Sitting in the chair, looking out at the opposite ridge, my horizon, my gaze rests on the landmark tree, lit up like a golden antler against the shadowed green of the ridgeline behind it. For a moment all my whirling thoughts subside and I remember riding along the ridge this afternoon, gazing at the landmark tree from the far side, seeing it outlined against the sky, knowing my porch lay beyond that, on a distant ridgeline.

In that second, peace wraps itself around me. For a brief moment I forget about the horror of Jane’s body and the frantic maelstrom of events which is bound to follow soon. I stare at the familiar sight of the landmark tree on the ridge, sip my steaming tea, and let my thoughts wander in their usual paths.

I sit here often in the evening, fascinated by the notion that once, not so long ago, I stood on the opposite ridgeline, adrift in the wild, green world, looking back at my home on this ridge. Why this fascinates me I don’t know.

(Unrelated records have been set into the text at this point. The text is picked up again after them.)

//! Schema validation for the Headplane configuration document.
//!
//! Responsibilities:
//! - Validate a parsed YAML tree field by field, collecting every error.
//! - Apply coercions (string-or-boolean, string-or-integer, URL normalization).
//! - Apply defaults and enforce cross-field invariants in full mode.
//! - Validate the shape of override fragments in partial mode.
//!
//! Does NOT handle:
//! - Reading files or environment variables (see `loader`).
//! - Resolving secret files (see `secret`).
//!
//! Invariants:
//! - Both modes share one field declaration per section (`sections.rs`), so
//!   the partial schema can never drift from the full one.
//! - Partial mode never applies defaults; an override must not reset fields
//!   it does not mention.
//! - Secret pair exclusivity is only checked in full mode: an override may
//!   legitimately touch one side of a pair.

mod coerce;
mod error;
mod invariants;
mod section;
mod sections;

pub use coerce::{parse_bool, strip_trailing_slash};
pub use error::{FieldError, SchemaErrors};
pub use invariants::check_secret_pairs;
pub(crate) use invariants::{SECRET_PAIRS, SecretPair};

use serde_yaml::Value;

use crate::types::Config;
use section::{ROOT_PATH, Section, UnknownKeys};

/// Which variant of the schema to apply.
#[derive(Debug, Clone, Copy, PartialEq, Eq)]
pub enum Mode {
    /// Every required field present, defaults applied, invariants checked.
    Full,
    /// Every field optional, no defaults, no cross-field checks.
    Partial,
}

/// Validate `tree` and return the normalized tree.
pub fn validate_tree(tree: Value, mode: Mode) -> Result<Value, SchemaErrors> {
    let mut errors = Vec::new();
    if mode == Mode::Full {
        errors.extend(check_secret_pairs(&tree));
    }

    let normalized = Section::open(String::new(), tree, mode, &mut errors).map(|mut doc| {
        sections::root(&mut doc);
        doc.finish(UnknownKeys::Drop)
    });

    match (SchemaErrors::from_vec(errors), normalized) {
        (Some(errors), _) => Err(errors),
        (None, Some(mapping)) => Ok(Value::Mapping(mapping)),
        // `open` always records an error before returning `None`.
        (None, None) => Err(SchemaErrors::single(FieldError::new(
            ROOT_PATH,
            "must be a mapping",
        ))),
    }
}

/// Run the full schema over a parsed document and build the typed config.
///
/// `debug` replaces whatever `debug` value the document carries.
pub fn validate_config(mut tree: Value, debug: bool) -> Result<Config, SchemaErrors> {
    if let Value::Mapping(root) = &mut tree {
        root.insert(Value::String("debug".to_string()), Value::Bool(debug));
    }

    let normalized = validate_tree(tree, Mode::Full)?;
    serde_yaml::from_value(normalized).map_err(|e| {
        SchemaErrors::single(FieldError::new(
            ROOT_PATH,
            format!("validated document does not match the config model: {e}"),
        ))
    })
}

/// Run the partial schema over an override fragment.
pub fn validate_overrides(tree: Value) -> Result<Value, SchemaErrors> {
    validate_tree(tree, Mode::Partial)
}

Staring at the well-known landscape of the ridge, I pick out the tossing heads of the eucalyptus forest, the route of the ridge trail, the lofty pines behind the landmark tree, the silhouetted redwood grove that marks the site of the Lookout. I know virtually every inch of this scenery that I see from my porch. I have ridden and hiked the trails that trace the opposite ridge for many years, in all seasons. My fascination with it has never ended.

And now…I take another sip of tea while my mind swings inevitably back to Jane’s body, lying by the side of the trail in the warm meadow. My eyes search out the particular oak tree crowns that I know rise over that meadow. Jeri and her crew are there now, investigating the scene of the crime. Soon Jeri will be here, ready to take my statement. Soon Blue and Mac will be home and I will need to tell them what has happened.

I take another sip of tea and feel a tide of protest rising inside of me. I don’t want this. I want to contemplate the ridge in peace. I do not want this dark shadow of murder hanging over the peaceful landscape that I love. I want Jane alive and well and riding back to Lazy Valley Stable in the evening light. This blight, this evil, seems to pollute the beauty of the view, and my life, in an almost visible way. I can feel it in my bones, fear and anger mixing, in a way that makes my jaw clench.

For a second I stare hard at the ridgeline, aware of the sound of Blue’s pickup truck coming up the driveway. Then I set my teacup down and stand up, a sense of resolution growing. I’m not sure where it will lead, but I know one thing. I’m not standing still for this evil. I’m fighting.

Chapter 5
 

The sight of the dark green pickup parking in its place indicated Blue and Mac’s imminent return. I had barely rinsed my teacup and turned toward the back door when they came barreling into the house, Freckles at their heels, all loud, friendly voices and wagging tails. I greeted my son and husband and patted the dog and wondered how to begin.

“What’s wrong, Mama?” Mac, always intuitive, had spotted my strained expression.

“How was your ride?” asked Blue.

“Not good,” I said.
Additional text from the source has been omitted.